▶ _Problem to work on_
Please take the records that follow and repeat exactly the lines starting with the line with "assert!(!list.reorder(5, 0));" and going on through the line with "a zip archive.".
··· Data records ···
//! Environment chain for the brisk interpreter.

use std::cell::RefCell;
use std::collections::HashMap;
use std::rc::Rc;

use crate::value::Value;
use brisk_syntax::ast::Function;

/// A shared handle to one scope in the environment chain.
pub type EnvRef = Rc<RefCell<Environment>>;

/// One scope: variable and function bindings plus a link to the
/// enclosing scope. Variables and functions are independent namespaces;
/// a variable and a function may share a name.
pub struct Environment {
    vars: HashMap<String, Value>,
    funcs: HashMap<String, Rc<Function>>,
    parent: Option<EnvRef>,
}

impl Environment {
    /// A root scope with no enclosing environment.
    pub fn new_root() -> EnvRef {
        Rc::new(RefCell::new(Environment {
            vars: HashMap::new(),
            funcs: HashMap::new(),
            parent: None,
        }))
    }

    /// A fresh child scope of `parent`.
    pub fn child(parent: &EnvRef) -> EnvRef {
        Rc::new(RefCell::new(Environment {
            vars: HashMap::new(),
            funcs: HashMap::new(),
            parent: Some(Rc::clone(parent)),
        }))
    }

    /// Bind a variable in this scope, shadowing any outer binding.
    pub fn define(&mut self, name: String, val: Value) {
        self.vars.insert(name, val);
    }

    /// Read a variable through the chain. Unknown names read as Null.
    pub fn get(&self, name: &str) -> Value {
        if let Some(v) = self.vars.get(name) {
            v.clone()
        } else if let Some(parent) = &self.parent {
            parent.borrow().get(name)
        } else {
            Value::Null
        }
    }

    /// Overwrite the nearest existing binding through the chain.
    /// Returns false when no binding exists anywhere.
    pub fn assign(&mut self, name: &str, val: Value) -> bool {
        if let Some(slot) = self.vars.get_mut(name) {
            *slot = val;
            true
        } else if let Some(parent) = &self.parent {
            parent.borrow_mut().assign(name, val)
        } else {
            false
        }
    }

    /// Bind a function in this scope's function namespace.
    pub fn define_func(&mut self, name: String, func: Rc<Function>) {
        self.funcs.insert(name, func);
    }

    /// Look up a function through the chain.
    pub fn get_func(&self, name: &str) -> Option<Rc<Function>> {
        if let Some(f) = self.funcs.get(name) {
            Some(Rc::clone(f))
        } else if let Some(parent) = &self.parent {
            parent.borrow().get_func(name)
        } else {
            None
        }
    }

    /// Variable bindings of this scope alone, for the REPL's `:vars`.
    pub fn vars_snapshot(&self) -> Vec<(String, Value)> {
        self.vars
            .iter()
            .map(|(k, v)| (k.clone(), v.clone()))
            .collect()
    }

    /// All function names visible from this scope, for the REPL's `:funcs`.
    pub fn function_names(&self) -> Vec<String> {
        let mut names: Vec<String> = self.funcs.keys().cloned().collect();
        if let Some(parent) = &self.parent {
            names.extend(parent.borrow().function_names());
        }
        names.sort();
        names.dedup();
        names
    }
}
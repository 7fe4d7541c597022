//! Error type shared by the lexer, parser, and interpreter.

use std::fmt;

/// An error raised while processing brisk source, with an optional
/// source position. Parser errors carry a line and column; runtime
/// errors usually know only the statement line.
#[derive(Debug, Clone)]
pub struct Error {
    pub msg: String,
    pub line: Option<usize>,
    pub col: Option<usize>,
}

impl Error {
    pub fn new(msg: impl Into<String>) -> Self {
        Self {
            msg: msg.into(),
            line: None,
            col: None,
        }
    }

    /// An error pinned to an exact source position.
    pub fn with_span(msg: impl Into<String>, line: usize, col: usize) -> Self {
        Self {
            msg: msg.into(),
            line: Some(line),
            col: Some(col),
        }
    }

    /// An error known only down to a source line.
    pub fn on_line(msg: impl Into<String>, line: usize) -> Self {
        Self {
            msg: msg.into(),
            line: Some(line),
            col: None,
        }
    }
}

impl fmt::Display for Error {
    fn fmt(&self, f: &mut fmt::Formatter<'_>) -> fmt::Result {
        match (self.line, self.col) {
            (Some(l), Some(c)) => write!(f, "{} at {}:{}", self.msg, l, c),
            (Some(l), None) => write!(f, "{} on line {}", self.msg, l),
            _ => write!(f, "{}", self.msg),
        }
    }
}

impl From<String> for Error {
    fn from(s: String) -> Self {
        Error::new(s)
    }
}

impl From<&str> for Error {
    fn from(s: &str) -> Self {
        Error::new(s)
    }
}

pub type Result<T> = std::result::Result<T, Error>;

/// Shorthand for `Err(Error::new(msg))`.
pub fn error<T>(msg: impl Into<String>) -> Result<T> {
    Err(Error::new(msg))
}

/// Shorthand for `Err(Error::with_span(msg, line, col))`.
pub fn error_at<T>(line: usize, col: usize, msg: impl Into<String>) -> Result<T> {
    Err(Error::with_span(msg, line, col))
}
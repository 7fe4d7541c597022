//! Recursive-descent parser with operator-precedence climbing.

use std::rc::Rc;

use brisk_lexer::Lexer;
use brisk_syntax::ast::*;
use brisk_syntax::error::{error_at, Result};
use brisk_syntax::token::{Token, TokenKind};

/// Pulls tokens from a [`Lexer`] on demand and produces a [`Program`].
/// The first syntax error aborts parsing; there is no recovery.
pub struct Parser {
    lexer: Lexer,
    cur: Token,
}

fn bin(op: BinOp, lhs: Expr, rhs: Expr) -> Expr {
    let line = lhs.line;
    Expr {
        kind: ExprKind::Binary {
            op,
            lhs: Box::new(lhs),
            rhs: Box::new(rhs),
        },
        line,
    }
}
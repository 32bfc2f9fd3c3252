/// The ordered gallery list
///
/// Holds every imported image in display order. Order is the only thing
/// that ever changes after an entry is created; entries themselves are
/// immutable and leave the list only when the whole gallery is cleared.

use iced::widget::image::Handle;

use super::data::{ImageEntry, LoadedImage};

/// The in-memory gallery: an ordered list of image entries.
#[derive(Debug, Default)]
pub struct ImageList {
    entries: Vec<ImageEntry>,
    /// Next identifier to hand out. Never reused, not even after clear(),
    /// so ids stay unique for the life of the process.
    next_id: u64,
}

impl ImageList {
    /// Create an empty gallery
    pub fn new() -> Self {
        Self::default()
    }

    /// Number of images in the gallery
    pub fn len(&self) -> usize {
        self.entries.len()
    }

    /// True when the gallery holds no images
    pub fn is_empty(&self) -> bool {
        self.entries.is_empty()
    }

    /// The entries in display order
    pub fn entries(&self) -> &[ImageEntry] {
        &self.entries
    }

    /// Append a loaded batch to the end of the list.
    ///
    /// Each image gets the next identifier; the relative order of the
    /// batch (the user's selection order) is preserved. Returns the
    /// number of entries appended.
    pub fn append_batch(&mut self, batch: Vec<LoadedImage>) -> usize {
        let appended = batch.len();
        self.entries.reserve(appended);

        for loaded in batch {
            let id = self.next_id;
            self.next_id += 1;

            let handle = Handle::from_bytes(loaded.bytes.clone());
            self.entries.push(ImageEntry {
                id,
                filename: loaded.filename,
                bytes: loaded.bytes,
                format: loaded.format,
                handle,
            });
        }

        appended
    }

    /// Move the entry at `from` to position `to`, shifting the entries
    /// in between.
    ///
    /// All other entries keep their relative order. Returns false (and
    /// leaves the list untouched) when `from == to` or either index is
    /// out of bounds.
    pub fn reorder(&mut self, from: usize, to: usize) -> bool {
        if from == to || from >= self.entries.len() || to >= self.entries.len() {
            return false;
        }

        let entry = self.entries.remove(from);
        self.entries.insert(to, entry);
        true
    }

    /// Discard every entry. The identifier counter keeps counting.
    pub fn clear(&mut self) {
        self.entries.clear();
    }
}

#[cfg(test)]
mod tests {
    use super::*;
    use image::ImageFormat;

    fn loaded(name: &str) -> LoadedImage {
        LoadedImage {
            filename: name.to_string(),
            bytes: name.as_bytes().to_vec(),
            format: ImageFormat::Png,
        }
    }

    fn names(list: &ImageList) -> Vec<&str> {
        list.entries().iter().map(|e| e.filename.as_str()).collect()
    }

    #[test]
    fn test_append_preserves_selection_order() {
        let mut list = ImageList::new();
        let count = list.append_batch(vec![loaded("a"), loaded("b"), loaded("c")]);

        assert_eq!(count, 3);
        assert_eq!(names(&list), vec!["a", "b", "c"]);
    }

    #[test]
    fn test_append_ids_are_unique_and_increasing() {
        let mut list = ImageList::new();
        list.append_batch(vec![loaded("a"), loaded("b")]);
        list.append_batch(vec![loaded("c")]);

        let ids: Vec<u64> = list.entries().iter().map(|e| e.id).collect();
        assert_eq!(ids, vec![0, 1, 2]);
    }

    #[test]
    fn test_second_batch_appends_at_end() {
        let mut list = ImageList::new();
        list.append_batch(vec![loaded("a"), loaded("b")]);
        list.append_batch(vec![loaded("c"), loaded("d")]);

        assert_eq!(names(&list), vec!["a", "b", "c", "d"]);
    }

    #[test]
    fn test_reorder_moves_forward() {
        let mut list = ImageList::new();
        list.append_batch(vec![loaded("a"), loaded("b"), loaded("c"), loaded("d")]);

        assert!(list.reorder(0, 2));
        assert_eq!(names(&list), vec!["b", "c", "a", "d"]);
    }

    #[test]
    fn test_reorder_moves_backward() {
        let mut list = ImageList::new();
        list.append_batch(vec![loaded("a"), loaded("b"), loaded("c"), loaded("d")]);

        assert!(list.reorder(3, 1));
        assert_eq!(names(&list), vec!["a", "d", "b", "c"]);
    }

    #[test]
    fn test_reorder_same_position_is_noop() {
        let mut list = ImageList::new();
        list.append_batch(vec![loaded("a"), loaded("b")]);

        assert!(!list.reorder(1, 1));
        assert_eq!(names(&list), vec!["a", "b"]);
    }

    #[test]
    fn test_reorder_out_of_bounds_is_noop() {
        let mut list = ImageList::new();
        list.append_batch(vec![loaded("a"), loaded("b")]);

        assert!(!list.reorder(0, 2));
        assert!(!list.reorder(5, 0));
        assert_eq!(names(&list), vec!["a", "b"]);
    }

    #[test]
    fn test_reorder_keeps_ids_with_entries() {
        let mut list = ImageList::new();
        list.append_batch(vec![loaded("a"), loaded("b"), loaded("c")]);

        list.reorder(2, 0);

        let pairs: Vec<(u64, &str)> = list
            .entries()
            .iter()
            .map(|e| (e.id, e.filename.as_str()))
            .collect();
        assert_eq!(pairs, vec![(2, "c"), (0, "a"), (1, "b")]);
    }

    #[test]
    fn test_clear_does_not_reset_ids() {
        let mut list = ImageList::new();
        list.append_batch(vec![loaded("a"), loaded("b")]);
        list.clear();

        assert!(list.is_empty());

        list.append_batch(vec![loaded("c")]);
        assert_eq!(list.entries()[0].id, 2);
    }
}
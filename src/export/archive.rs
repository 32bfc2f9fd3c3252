/// Zip archive assembly
///
/// Packs every gallery entry, in display order, into a zip archive.
/// Entries are named by 1-based position with the extension of their
/// detected format (1.png, 2.jpg, ...). Payloads go in as-is; no
/// re-encoding happens here.

use std::io::{Cursor, Write};
use std::path::PathBuf;

use thiserror::Error;
use tokio::task;
use zip::write::SimpleFileOptions;
use zip::{CompressionMethod, ZipWriter};

use crate::state::data::ImageEntry;

/// Default filename offered in the save dialog
pub const DEFAULT_ARCHIVE_NAME: &str = "images.zip";

/// Errors that can fail an export
#[derive(Debug, Error)]
pub enum ExportError {
    #[error("Nothing to export: the gallery is empty")]
    EmptyGallery,

    #[error("Failed to assemble archive: {0}")]
    Archive(#[from] zip::result::ZipError),

    #[error("Failed to write archive entry: {0}")]
    Io(#[from] std::io::Error),

    #[error("Failed to write {path}: {source}")]
    Save {
        path: String,
        source: std::io::Error,
    },

    #[error("Task join error: {0}")]
    Join(#[from] task::JoinError),
}

/// What an export produced, for the status line
#[derive(Debug, Clone)]
pub struct ExportSummary {
    /// Number of images packed into the archive
    pub file_count: usize,
    /// Size of the archive on disk, in bytes
    pub archive_bytes: usize,
    /// Where the archive was written
    pub destination: PathBuf,
}

/// Assemble the zip archive in memory.
///
/// Files appear in the archive in list order, named by 1-based
/// position. Rejects an empty list before any work happens.
pub fn build_archive(entries: &[ImageEntry]) -> Result<Vec<u8>, ExportError> {
    if entries.is_empty() {
        return Err(ExportError::EmptyGallery);
    }

    let mut writer = ZipWriter::new(Cursor::new(Vec::new()));
    let options = SimpleFileOptions::default().compression_method(CompressionMethod::Deflated);

    for (index, entry) in entries.iter().enumerate() {
        let name = format!("{}.{}", index + 1, entry.extension());
        writer.start_file(name, options)?;
        writer.write_all(&entry.bytes)?;
    }

    let cursor = writer.finish()?;
    Ok(cursor.into_inner())
}

/// Assemble the archive and write it to `destination`.
///
/// Runs on a blocking thread because compression is CPU-bound.
pub async fn export_archive(
    entries: Vec<ImageEntry>,
    destination: PathBuf,
) -> Result<ExportSummary, ExportError> {
    task::spawn_blocking(move || export_archive_blocking(entries, destination)).await?
}

/// Blocking implementation of the export
fn export_archive_blocking(
    entries: Vec<ImageEntry>,
    destination: PathBuf,
) -> Result<ExportSummary, ExportError> {
    let archive = build_archive(&entries)?;

    std::fs::write(&destination, &archive).map_err(|source| ExportError::Save {
        path: destination.display().to_string(),
        source,
    })?;

    println!(
        "📦 Exported {} images to {} ({} bytes)",
        entries.len(),
        destination.display(),
        archive.len()
    );

    Ok(ExportSummary {
        file_count: entries.len(),
        archive_bytes: archive.len(),
        destination,
    })
}
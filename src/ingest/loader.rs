/// Batch image loader
///
/// Reads every file of a selection and verifies the bytes decode as an
/// image before anything is shown in the gallery. The batch is
/// all-or-nothing: one unreadable or undecodable file rejects the whole
/// selection and the gallery is left untouched.

use std::path::{Path, PathBuf};

use thiserror::Error;
use tokio::task;

use crate::state::data::LoadedImage;

/// Extensions offered in the file picker filter
pub const IMAGE_EXTENSIONS: [&str; 8] = [
    "png", "jpg", "jpeg", "gif", "bmp", "webp", "tif", "tiff",
];

/// Errors that can reject an import batch
#[derive(Debug, Error)]
pub enum IngestError {
    #[error("Failed to read {path}: {source}")]
    Read {
        path: String,
        source: std::io::Error,
    },

    #[error("{path} is not a supported image: {source}")]
    Decode {
        path: String,
        source: image::ImageError,
    },

    #[error("Task join error: {0}")]
    Join(#[from] task::JoinError),
}

/// Load a batch of image files.
///
/// Each file is read by its own task; results are merged in selection
/// order once all of them complete, so concurrency never reorders the
/// batch. Any single failure fails the whole batch.
pub async fn load_batch(paths: Vec<PathBuf>) -> Result<Vec<LoadedImage>, IngestError> {
    let mut handles = Vec::with_capacity(paths.len());
    for path in paths {
        handles.push(task::spawn(load_one(path)));
    }

    let mut batch = Vec::with_capacity(handles.len());
    for handle in handles {
        batch.push(handle.await??);
    }

    println!("🖼️  Loaded batch of {} images", batch.len());
    Ok(batch)
}

/// Read one file and verify it decodes as an image
async fn load_one(path: PathBuf) -> Result<LoadedImage, IngestError> {
    let filename = display_name(&path);

    let bytes = tokio::fs::read(&path)
        .await
        .map_err(|source| IngestError::Read {
            path: path.display().to_string(),
            source,
        })?;

    // Full decode on a blocking thread because decoding is CPU-bound
    let display = path.display().to_string();
    task::spawn_blocking(move || {
        let format = image::guess_format(&bytes).map_err(|source| IngestError::Decode {
            path: display.clone(),
            source,
        })?;

        image::load_from_memory_with_format(&bytes, format).map_err(|source| {
            IngestError::Decode {
                path: display,
                source,
            }
        })?;

        Ok(LoadedImage {
            filename,
            bytes,
            format,
        })
    })
    .await?
}

/// Filename component of a path, falling back to the full path
fn display_name(path: &Path) -> String {
    path.file_name()
        .map(|name| name.to_string_lossy().to_string())
        .unwrap_or_else(|| path.display().to_string())
}

#[cfg(test)]
mod tests {
    use super::*;
    use std::fs;
    use std::io::Cursor;

    /// Encode a 1x1 PNG so tests have bytes that really decode
    fn tiny_png() -> Vec<u8> {
        let img = image::DynamicImage::ImageRgba8(image::RgbaImage::new(1, 1));
        let mut buf = Cursor::new(Vec::new());
        img.write_to(&mut buf, image::ImageFormat::Png).unwrap();
        buf.into_inner()
    }

    /// Write test bytes to a unique file in the system temp directory
    fn temp_file(name: &str, bytes: &[u8]) -> PathBuf {
        let path = std::env::temp_dir().join(format!(
            "snapgrid-loader-test-{}-{}",
            std::process::id(),
            name
        ));
        fs::write(&path, bytes).unwrap();
        path
    }

    #[tokio::test]
    async fn test_empty_batch_is_ok() {
        let batch = load_batch(Vec::new()).await.unwrap();
        assert!(batch.is_empty());
    }

    #[tokio::test]
    async fn test_missing_file_fails() {
        let result = load_batch(vec![PathBuf::from("/nonexistent/photo.png")]).await;
        assert!(matches!(result, Err(IngestError::Read { .. })));
    }

    #[tokio::test]
    async fn test_batch_preserves_selection_order() {
        let a = temp_file("a.png", &tiny_png());
        let b = temp_file("b.png", &tiny_png());

        let batch = load_batch(vec![a.clone(), b.clone()]).await.unwrap();

        assert_eq!(batch.len(), 2);
        assert!(batch[0].filename.ends_with("a.png"));
        assert!(batch[1].filename.ends_with("b.png"));
        assert_eq!(batch[0].format, image::ImageFormat::Png);

        let _ = fs::remove_file(a);
        let _ = fs::remove_file(b);
    }

    #[tokio::test]
    async fn test_one_bad_file_rejects_whole_batch() {
        let good = temp_file("good.png", &tiny_png());
        let bad = temp_file("bad.png", b"this is not an image");

        let result = load_batch(vec![good.clone(), bad.clone()]).await;
        assert!(matches!(result, Err(IngestError::Decode { .. })));

        let _ = fs::remove_file(good);
        let _ = fs::remove_file(bad);
    }
}
/// File ingestion module
///
/// This module handles:
/// - Reading batches of user-selected image files
/// - Verifying each file decodes as a supported image
/// - Handing validated batches to the gallery state

pub mod loader;
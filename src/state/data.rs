/// Shared data structures for the application state
///
/// These structs represent the data model that flows between
/// the ingestion layer and the UI layer.

use iced::widget::image::Handle;
use image::ImageFormat;

/// A file that was read and decode-checked, before it joins the gallery.
///
/// Produced by the ingestion layer; the gallery assigns the identifier
/// when the batch is appended.
#[derive(Debug, Clone)]
pub struct LoadedImage {
    /// Original filename (e.g., "IMG_0042.jpg")
    pub filename: String,
    /// Raw file bytes, exactly as read from disk
    pub bytes: Vec<u8>,
    /// Image format detected from the bytes
    pub format: ImageFormat,
}

/// One image in the gallery
#[derive(Debug, Clone)]
pub struct ImageEntry {
    /// Unique identifier, stable across reorders
    pub id: u64,
    /// Original filename
    pub filename: String,
    /// Raw file bytes (the export payload)
    pub bytes: Vec<u8>,
    /// Detected image format
    pub format: ImageFormat,
    /// Render handle for the thumbnail widget
    pub handle: Handle,
}

impl ImageEntry {
    /// File extension for the detected format (e.g., "png", "jpg")
    pub fn extension(&self) -> &'static str {
        self.format.extensions_str().first().copied().unwrap_or("img")
    }
}
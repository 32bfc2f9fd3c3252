/// State management module
///
/// This module handles all application state, including:
/// - Shared data structures (data.rs)
/// - The ordered gallery list and reordering (gallery.rs)

pub mod data;
pub mod gallery;
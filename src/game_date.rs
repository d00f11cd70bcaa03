// Grupoj – A word grouping game
// Copyright (C) 2024  Neil Roberts
//
// This program is free software: you can redistribute it and/or modify
// it under the terms of the GNU General Public License as published by
// the Free Software Foundation, either version 3 of the License, or
// (at your option) any later version.
//
// This program is distributed in the hope that it will be useful,
// but WITHOUT ANY WARRANTY; without even the implied warranty of
// MERCHANTABILITY or FITNESS FOR A PARTICULAR PURPOSE.  See the
// GNU General Public License for more details.
//
// You should have received a copy of the GNU General Public License
// along with this program.  If not, see <http://www.gnu.org/licenses/>.

use chrono::NaiveDate;
use std::fmt;
use std::str::FromStr;

const KEY_FORMAT: &str = "%Y-%m-%d";

/// The calendar day that a puzzle and its saved session belong to.
/// Days are counted in UTC.
#[derive(Debug, Clone, Copy, PartialEq, Eq, PartialOrd, Ord)]
pub struct GameDate(NaiveDate);

#[derive(Debug, PartialEq, Eq, thiserror::Error)]
#[error("invalid date “{0}”")]
pub struct Error(String);

impl GameDate {
    pub fn from_ymd(year: i32, month: u32, day: u32) -> Option<GameDate> {
        NaiveDate::from_ymd_opt(year, month, day).map(GameDate)
    }

    #[cfg(not(target_arch = "wasm32"))]
    pub fn today() -> GameDate {
        GameDate(chrono::Utc::now().date_naive())
    }

    pub fn key(&self) -> String {
        self.to_string()
    }

    /// Number of days from `earlier` to this date. Negative if
    /// `earlier` is actually later.
    pub fn days_since(&self, earlier: GameDate) -> i64 {
        self.0.signed_duration_since(earlier.0).num_days()
    }
}

impl fmt::Display for GameDate {
    fn fmt(&self, f: &mut fmt::Formatter) -> fmt::Result {
        write!(f, "{}", self.0.format(KEY_FORMAT))
    }
}

impl FromStr for GameDate {
    type Err = Error;

    fn from_str(s: &str) -> Result<GameDate, Error> {
        NaiveDate::parse_from_str(s.trim(), KEY_FORMAT)
            .map(GameDate)
            .map_err(|_| Error(s.to_string()))
    }
}

#[cfg(test)]
mod test {
    use super::*;

    #[test]
    fn key() {
        let date = GameDate::from_ymd(2024, 3, 7).unwrap();
        assert_eq!(&date.key(), "2024-03-07");
        assert_eq!(" 2024-03-07 ".parse::<GameDate>().unwrap(), date);
        assert!(GameDate::from_ymd(2024, 2, 30).is_none());
    }

    #[test]
    fn parse_error() {
        assert_eq!(
            &"07/03/2024".parse::<GameDate>().unwrap_err().to_string(),
            "invalid date “07/03/2024”",
        );
        assert!("".parse::<GameDate>().is_err());
        assert!("2024-13-01".parse::<GameDate>().is_err());
    }

    #[test]
    fn days_since() {
        let epoch = GameDate::from_ymd(2022, 2, 14).unwrap();

        assert_eq!(epoch.days_since(epoch), 0);
        assert_eq!(
            GameDate::from_ymd(2022, 3, 14).unwrap().days_since(epoch),
            28,
        );
        assert_eq!(
            GameDate::from_ymd(2022, 2, 13).unwrap().days_since(epoch),
            -1,
        );
    }
}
···
▶ _Exercise output_
        assert!(!list.reorder(5, 0));
        assert_eq!(names(&list), vec!["a", "b"]);
    }

    #[test]
    fn test_reorder_keeps_ids_with_entries() {
        let mut list = ImageList::new();
        list.append_batch(vec![loaded("a"), loaded("b"), loaded("c")]);

        list.reorder(2, 0);

        let pairs: Vec<(u64, &str)> = list
            .entries()
            .iter()
            .map(|e| (e.id, e.filename.as_str()))
            .collect();
        assert_eq!(pairs, vec![(2, "c"), (0, "a"), (1, "b")]);
    }

    #[test]
    fn test_clear_does_not_reset_ids() {
        let mut list = ImageList::new();
        list.append_batch(vec![loaded("a"), loaded("b")]);
        list.clear();

        assert!(list.is_empty());

        list.append_batch(vec![loaded("c")]);
        assert_eq!(list.entries()[0].id, 2);
    }
}
filename src/export/archive.rs
repository 32bfc2f9fd3c3252
/// Zip archive assembly
///
/// Packs every gallery entry, in display order, into a zip archive.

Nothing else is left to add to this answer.